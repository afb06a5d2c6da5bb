//! # Character Cursor
//!
//! Forward-only view over the remaining material text, with line/column
//! bookkeeping and the two-character lookahead the lexer needs for comments
//! and doubled quotes.
//!
//! ## Example
//!
//! ```rust
//! use rvmat::lexer::Cursor;
//!
//! let mut cursor = Cursor::new("// note\nx");
//! assert!(cursor.eat_pair('/', '/'));
//! cursor.skip_line();
//! assert_eq!(cursor.advance(), Some('\n'));
//! assert_eq!(cursor.peek(), Some('x'));
//! assert_eq!(cursor.position().line, 2);
//! ```

use crate::span::Position;

/// Cursor over material text.
///
/// Columns count consumed characters, so the position reported for the
/// next character is 1-based.
pub struct Cursor<'a> {
    /// Text not yet consumed.
    rest: &'a str,
    line: usize,
    /// Characters consumed on the current line.
    column: usize,
}

impl<'a> Cursor<'a> {
    pub fn new(source: &'a str) -> Self {
        Self {
            rest: source,
            line: 1,
            column: 0,
        }
    }

    /// Position of the character [`peek`](Self::peek) would return.
    ///
    /// ```rust
    /// use rvmat::lexer::Cursor;
    ///
    /// let mut cursor = Cursor::new("ab");
    /// cursor.advance();
    /// assert_eq!((cursor.position().line, cursor.position().column), (1, 2));
    /// ```
    pub fn position(&self) -> Position {
        Position::new(self.line, self.column + 1)
    }

    pub fn is_eof(&self) -> bool {
        self.rest.is_empty()
    }

    pub fn peek(&self) -> Option<char> {
        self.rest.chars().next()
    }

    /// The character after [`peek`](Self::peek).
    pub fn peek_next(&self) -> Option<char> {
        self.rest.chars().nth(1)
    }

    /// Consume one character.
    pub fn advance(&mut self) -> Option<char> {
        let c = self.peek()?;
        self.rest = &self.rest[c.len_utf8()..];
        if c == '\n' {
            self.line += 1;
            self.column = 0;
        } else {
            self.column += 1;
        }
        Some(c)
    }

    /// Consume `first` followed by `second`, or nothing.
    pub fn eat_pair(&mut self, first: char, second: char) -> bool {
        if self.peek() != Some(first) || self.peek_next() != Some(second) {
            return false;
        }
        self.advance();
        self.advance();
        true
    }

    /// Consume characters while `predicate` holds and return them.
    pub fn advance_while(&mut self, predicate: impl Fn(char) -> bool) -> &'a str {
        let start = self.rest;
        while self.peek().map_or(false, &predicate) {
            self.advance();
        }
        &start[..start.len() - self.rest.len()]
    }

    /// Consume up to, not including, the next newline.
    pub fn skip_line(&mut self) {
        self.advance_while(|c| c != '\n');
    }

    /// Consume through the next `*/`, or to end of input when there is none.
    pub fn skip_block_comment(&mut self) {
        while !self.is_eof() && !self.eat_pair('*', '/') {
            self.advance();
        }
    }
}
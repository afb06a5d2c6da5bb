//! # RVMAT
//!
//! Parser, canonical writer and validator for RVMAT material files.
//!
//! ## Architecture
//!
//! ```text
//! Bytes → Lexer → Tokens → Parser → Material → Writer → Bytes
//!                                      ↓
//!                                  Validator → Issues
//! ```
//!
//! Known fields are normalized into the typed [`Material`] model; anything
//! else is kept as generic nodes so that it survives a parse/format round
//! trip unchanged.
//!
//! ## Example
//!
//! ```rust
//! use rvmat::{format, parse};
//!
//! let material = parse(b"Specular[] = {0,0,0,1}; class Stage1 { texture = \"a_nohq.paa\"; };").unwrap();
//! assert_eq!(material.specular, vec![0.0, 0.0, 0.0, 1.0]);
//!
//! let text = String::from_utf8(format(&material).unwrap()).unwrap();
//! assert!(text.starts_with("specular[]={0, 0, 0, 1};\n"));
//! ```

pub mod ast;
pub mod color;
pub mod diagnostic;
pub mod error;
pub mod lexer;
pub mod material;
pub mod options;
pub mod parser;
pub mod span;
pub mod texture;
pub mod validate;
pub mod writer;

// Re-export public API
pub use color::{clamp01, Color};
pub use diagnostic::{Issue, Severity};
pub use error::{Error, LexError, LexErrorKind, ParseError, ParseErrorKind, Result};
pub use material::{Material, Stage, TexGen, UVTransform};
pub use options::{FormatOptions, ParseOptions, TextureValidateOptions, ValidateOptions};
pub use span::Position;
pub use texture::{normalize_texture_raw, parse_texture_ref, PathResolver, TextureKind, TextureRef};
pub use validate::{
    validate, validate_texture, validate_with_probe, validate_with_textures, FsProbe, ResourceProbe,
};

use log::debug;
use std::fs::File;
use std::io::{BufReader, BufWriter, Read, Write};
use std::path::Path;

// =============================================================================
// PARSING
// =============================================================================

/// Parse material text with default options.
///
/// ## Parameters
///
/// - `data`: Raw file contents
///
/// ## Returns
///
/// The material, [`Error::BinaryInput`] for rapified files, or the first
/// lex or parse error.
///
/// ## Example
///
/// ```rust
/// use rvmat::{parse, Error};
///
/// assert!(matches!(parse(b"\0raP"), Err(Error::BinaryInput)));
/// ```
pub fn parse(data: &[u8]) -> Result<Material> {
    parse_with(data, &ParseOptions::default())
}

/// Parse material text with explicit options.
///
/// Invalid UTF-8 sequences are replaced rather than rejected.
pub fn parse_with(data: &[u8], options: &ParseOptions) -> Result<Material> {
    if parser::is_binary(data) {
        debug!("rejecting binary input ({} bytes)", data.len());
        return Err(Error::BinaryInput);
    }

    let source = String::from_utf8_lossy(data);
    let material = parser::Parser::new(&source, options).parse()?;
    debug!(
        "parsed material: {} stages, {} texgens, {} extras",
        material.stages.len(),
        material.texgens.len(),
        material.extras.len()
    );
    Ok(material)
}

/// Read everything from `reader` and parse it.
pub fn decode<R: Read>(mut reader: R, options: &ParseOptions) -> Result<Material> {
    let mut data = Vec::new();
    reader.read_to_end(&mut data)?;
    parse_with(&data, options)
}

/// Parse the material file at `path`.
pub fn decode_file(path: impl AsRef<Path>, options: &ParseOptions) -> Result<Material> {
    let file = File::open(path.as_ref())?;
    decode(BufReader::new(file), options)
}

// =============================================================================
// FORMATTING
// =============================================================================

/// Format a material canonically with default options.
pub fn format(material: &Material) -> Result<Vec<u8>> {
    format_with(material, &FormatOptions::default())
}

/// Format a material canonically.
///
/// ## Example
///
/// ```rust
/// use rvmat::{format_with, FormatOptions, Material, Stage, TextureRef};
///
/// let mut material = Material::default();
/// material.stages.push(Stage::new("Stage1", TextureRef::parse("a.paa")));
/// let options = FormatOptions { indent: "\t".to_string() };
/// let text = String::from_utf8(format_with(&material, &options).unwrap()).unwrap();
/// assert_eq!(text, "class Stage1\n{\n\ttexture=\"a.paa\";\n};\n");
/// ```
pub fn format_with(material: &Material, options: &FormatOptions) -> Result<Vec<u8>> {
    let mut out = Vec::new();
    encode(&mut out, material, options)?;
    Ok(out)
}

/// Write a material canonically to `writer`.
pub fn encode<W: Write>(writer: W, material: &Material, options: &FormatOptions) -> Result<()> {
    let mut out = writer::Writer::new(BufWriter::new(writer), options);
    out.write_material(material)?;
    out.into_inner().flush()?;
    debug!("formatted material with {} stages", material.stages.len());
    Ok(())
}

/// Write a material canonically to the file at `path`, replacing it.
pub fn encode_file(path: impl AsRef<Path>, material: &Material, options: &FormatOptions) -> Result<()> {
    let file = File::create(path.as_ref())?;
    encode(file, material, options)
}

// =============================================================================
// TESTS
// =============================================================================

#[cfg(test)]
mod tests {
    use super::*;

    #[test]
    fn test_parse_and_format() {
        let material = parse(b"ambient[]={1,1,1,1};\nPixelShaderID=\"Super\";").unwrap();
        let text = String::from_utf8(format(&material).unwrap()).unwrap();
        assert_eq!(text, "ambient[]={1, 1, 1, 1};\nPixelShaderID=\"Super\";\n");
    }

    #[test]
    fn test_binary_rejected_before_lexing() {
        let mut data = b"ambient[]={1,1,1,1};".to_vec();
        data.push(0);
        assert!(matches!(parse(&data), Err(Error::BinaryInput)));
    }

    #[test]
    fn test_decode_reader() {
        let material = decode(&b"specularPower=42;"[..], &ParseOptions::default()).unwrap();
        assert_eq!(material.specular_power, Some(42.0));
    }

    #[test]
    fn test_decode_missing_file() {
        let err = decode_file("/nonexistent/dir/x.rvmat", &ParseOptions::default()).unwrap_err();
        assert!(matches!(err, Error::Io(_)));
        assert_eq!(err.position(), None);
    }

    #[test]
    fn test_invalid_utf8_replaced() {
        let material = parse(b"class Stage1 { texture=\"a\xff.paa\"; };").unwrap();
        assert_eq!(material.stages[0].texture.raw, "a\u{fffd}.paa");
    }
}
//! Generic grammar: class and assignment nodes, literal values and the
//! scalar/array readers used by known fields.

use super::{unexpected, Parser};
use crate::ast::{AssignNode, ClassNode, Node, Value};
use crate::error::{ParseError, Result};
use crate::lexer::{Token, TokenKind};

impl Parser<'_> {
    // =========================================================================
    // HEADERS
    // =========================================================================

    /// Parse `'class' IDENT (':' IDENT)?`.
    ///
    /// ## Returns
    ///
    /// The class name and base name (empty when absent).
    pub(super) fn parse_class_header(&mut self) -> Result<(String, String)> {
        self.expect(TokenKind::Class)?;
        let name = self.expect(TokenKind::Identifier)?.text;
        let base = if self.eat(TokenKind::Colon)? {
            self.expect(TokenKind::Identifier)?.text
        } else {
            String::new()
        };
        Ok((name, base))
    }

    /// Parse `IDENT ('[' ']')? '='`.
    ///
    /// ## Returns
    ///
    /// The field name and whether the array suffix was present.
    pub(super) fn parse_assign_head(&mut self) -> Result<(String, bool)> {
        let name = self.expect(TokenKind::Identifier)?.text;
        let is_array = self.eat(TokenKind::LBracket)?;
        if is_array {
            self.expect(TokenKind::RBracket)?;
        }
        self.expect(TokenKind::Eq)?;
        Ok((name, is_array))
    }

    // =========================================================================
    // GENERIC NODES
    // =========================================================================

    /// Parse `'{' node* '}' ';'` into a class node.
    pub(super) fn parse_class_body(&mut self, name: String, base: String) -> Result<ClassNode> {
        self.expect(TokenKind::LBrace)?;
        let mut body = Vec::new();
        while !self.eat(TokenKind::RBrace)? {
            body.push(self.parse_node()?);
        }
        self.expect_semicolon()?;
        Ok(ClassNode::new(name, base, body))
    }

    /// Parse a class or assignment without any field recognition.
    fn parse_node(&mut self) -> Result<Node> {
        if self.peek_kind()? == TokenKind::Class {
            let (name, base) = self.parse_class_header()?;
            return Ok(Node::Class(self.parse_class_body(name, base)?));
        }

        let (name, is_array) = self.parse_assign_head()?;
        let value = self.parse_value()?;
        self.expect_semicolon()?;
        Ok(Node::Assign(AssignNode::new(name, is_array, value)))
    }

    // =========================================================================
    // VALUES
    // =========================================================================

    /// Parse `NUMBER | STRING | IDENT | '{' values '}'`.
    pub(super) fn parse_value(&mut self) -> Result<Value> {
        let token = self.next()?;
        match token.kind {
            TokenKind::Number => match token.text.parse() {
                Ok(n) => Ok(Value::Number(n)),
                Err(_) => Err(ParseError::invalid_number(&token.text, token.position).into()),
            },
            TokenKind::String => Ok(Value::String(token.text)),
            TokenKind::Identifier => Ok(Value::Ident(token.text)),
            TokenKind::LBrace => self.parse_array().map(Value::Array),
            _ => Err(unexpected(&token, "value")),
        }
    }

    /// Parse array elements after the opening brace. A trailing comma is
    /// accepted.
    fn parse_array(&mut self) -> Result<Vec<Value>> {
        let mut items = Vec::new();
        while !self.eat(TokenKind::RBrace)? {
            items.push(self.parse_value()?);
            self.array_separator()?;
        }
        Ok(items)
    }

    /// Parse `'{' (number (',' number)*)? '}'` with numeric coercion.
    ///
    /// Strings and identifiers holding a number (optionally with trailing
    /// dots) are accepted. Anything else becomes `0` when numbers are
    /// relaxed, and is an error otherwise.
    pub(super) fn parse_number_array(&mut self) -> Result<Vec<f64>> {
        self.expect(TokenKind::LBrace)?;
        let mut values = Vec::new();
        while !self.eat(TokenKind::RBrace)? {
            let token = self.next()?;
            let value = match number_from_token(&token) {
                Some(v) => v,
                None if self.options.relaxed_numbers => 0.0,
                None => return Err(ParseError::invalid_number(token.describe(), token.position).into()),
            };
            values.push(value);
            self.array_separator()?;
        }
        Ok(values)
    }

    /// After an array element: consume a comma, or leave a closing brace for
    /// the loop condition.
    fn array_separator(&mut self) -> Result<()> {
        if self.eat(TokenKind::Comma)? {
            return Ok(());
        }
        let token = self.peek()?;
        if token.kind == TokenKind::RBrace {
            return Ok(());
        }
        Err(unexpected(token, "',' or '}'"))
    }

    /// Parse a scalar number token.
    pub(super) fn parse_number_value(&mut self) -> Result<f64> {
        let token = self.expect(TokenKind::Number)?;
        number_from_token(&token)
            .ok_or_else(|| ParseError::invalid_number(&token.text, token.position).into())
    }

    /// Parse a string or bare identifier.
    pub(super) fn parse_string_value(&mut self) -> Result<String> {
        let token = self.next()?;
        match token.kind {
            TokenKind::String | TokenKind::Identifier => Ok(token.text),
            _ => Err(unexpected(&token, "string")),
        }
    }

    /// Parse a string, identifier or number as text.
    ///
    /// With relaxed numbers any token is accepted.
    pub(super) fn parse_string_or_number_value(&mut self) -> Result<String> {
        let token = self.next()?;
        if token.kind.is_scalar() || self.options.relaxed_numbers {
            return Ok(token.text);
        }
        Err(unexpected(&token, "string"))
    }
}

/// Numeric value of a token in a numeric context.
fn number_from_token(token: &Token) -> Option<f64> {
    match token.kind {
        TokenKind::Number => token.text.parse().ok(),
        TokenKind::String | TokenKind::Identifier => {
            let text = token.text.trim().trim_end_matches('.');
            if text.is_empty() {
                return None;
            }
            text.parse().ok()
        }
        _ => None,
    }
}

#[cfg(test)]
mod tests {
    use super::*;
    use crate::span::Position;

    fn token(kind: TokenKind, text: &str) -> Token {
        Token::new(kind, Position::new(1, 1), text.to_string())
    }

    #[test]
    fn test_number_from_token() {
        assert_eq!(number_from_token(&token(TokenKind::Number, "1e+06")), Some(1e6));
        assert_eq!(number_from_token(&token(TokenKind::String, "2.")), Some(2.0));
        assert_eq!(number_from_token(&token(TokenKind::Identifier, "3..")), Some(3.0));
        assert_eq!(number_from_token(&token(TokenKind::String, "1.25.1")), None);
        assert_eq!(number_from_token(&token(TokenKind::String, "...")), None);
        assert_eq!(number_from_token(&token(TokenKind::Comma, ",")), None);
    }
}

> What you need to do: The string "numeric" may occur in the listing; show every line where it does.

> Task solution:
    /// Parse `'{' (number (',' number)*)? '}'` with numeric coercion.
/// Numeric value of a token in a numeric context.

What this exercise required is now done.